Esta semana, os mercados irão estar atentos aos indicadores, mas também à divulgação dos resultados trimestrais dos principais bancos norte-americanos. De facto, os resultados conhecidos até ao momento têm desapontado, e as expectativas relativamente aos próximos anúncios também são baixas, o que é revelador de que continuam a ser aguardadas mais notícias desfavoráveis relacionadas com a crise dos subprime, prejudicando o dólar e beneficiando o euro.

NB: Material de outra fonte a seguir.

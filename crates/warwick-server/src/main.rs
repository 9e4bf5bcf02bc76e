mod config;

use std::sync::Arc;

use tracing::info;

use warwick_db::ConfigStore;

use crate::config::Config;

#[tokio::main]
async fn main() -> anyhow::Result<()> {
    // Load .env if present
    let _ = dotenvy::dotenv();

    // Init logging
    tracing_subscriber::fmt()
        .with_env_filter(
            tracing_subscriber::EnvFilter::try_from_default_env()
                .unwrap_or_else(|_| "warwick=info,warwick_db=info,warwick_x=info".into()),
        )
        .init();

    let config = Config::from_env();

    // Init config store. Dropping the last handle also releases it, so an early
    // return below still closes the database.
    let db_path = config.db_path.clone();
    let store = Arc::new(tokio::task::spawn_blocking(move || ConfigStore::open(&db_path)).await??);
    info!("Using '{}' as database", store.path().display());

    shutdown_signal().await?;

    let closing = store.clone();
    tokio::task::spawn_blocking(move || closing.close()).await??;

    Ok(())
}

async fn shutdown_signal() -> anyhow::Result<()> {
    let ctrl_c = tokio::signal::ctrl_c();
    #[cfg(unix)]
    {
        let mut sigterm =
            tokio::signal::unix::signal(tokio::signal::unix::SignalKind::terminate())?;
        tokio::select! {
            _ = ctrl_c => info!("Received Ctrl+C, shutting down..."),
            _ = sigterm.recv() => info!("Received SIGTERM, shutting down..."),
        }
    }
    #[cfg(not(unix))]
    {
        ctrl_c.await?;
        info!("Received Ctrl+C, shutting down...");
    }
    Ok(())
}
use std::path::PathBuf;

const DEFAULT_DB_PATH: &str = "warwick.db";

/// Process configuration, read from the environment (and `.env`, if present).
#[derive(Debug, Clone, PartialEq, Eq)]
pub struct Config {
    pub db_path: PathBuf,
}

impl Config {
    pub fn from_env() -> Self {
        Self::from_lookup(|key| std::env::var(key).ok())
    }

    fn from_lookup<F>(lookup: F) -> Self
    where
        F: Fn(&str) -> Option<String>,
    {
        let db_path = lookup("WARWICK_DB_PATH")
            .filter(|v| !v.trim().is_empty())
            .unwrap_or_else(|| DEFAULT_DB_PATH.into())
            .into();

        Self { db_path }
    }
}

Em termos de agenda de indicadores económico, nos EUA, da agenda de indicadores desta semana destaca-se a divulgação de indicadores do mercado imobiliário relativamente a Março: vendas de casas usadas (3ªfeira) e vendas de casas novas (5ªfeira). Os dois indicadores têm mantido uma tendência de queda, que deverá voltar a ser confirmada pelos dados de Março, reforçando a ideia de que a economia continua a ser penalizada pelo enfraquecimento do sector imobiliário. Na zona do euro, destacam-se os dados do PMI da manufactura e serviços, que podendo apresentar uma desaceleração, deverão continuar a ser indicativos de um cenário de expansão. Donde, o cenário deverá continuar a ser favorável à evolução do câmbio euro/dólar. Em termos de indicadores de sentimento económico, há a observar de que forma evolui o índice Ifo em Abril na Alemanha. Este indicador tem mantido um vigor acima das expectativas. Também em França se destaca a publicação de um relatório sobre o nível de confiança dos empresários. Igualmente neste caso o valor do mês anterior surpreendeu positivamente, tendo tido uma subida mais acentuada que as previsões. No entanto, alguns factores no decorrer deste mês acentuaram-se e poderão contribuir para uma evolução mais moderada destes indicadores de sentimento nas maiores economias da zona do euro: a valorização da cotação euro/dólar, a subida do preço do petróleo e efeito que isso está a ter nos preços da região, bem como o acentuar da desaceleração da economia dos EUA e o clima de instabilidade.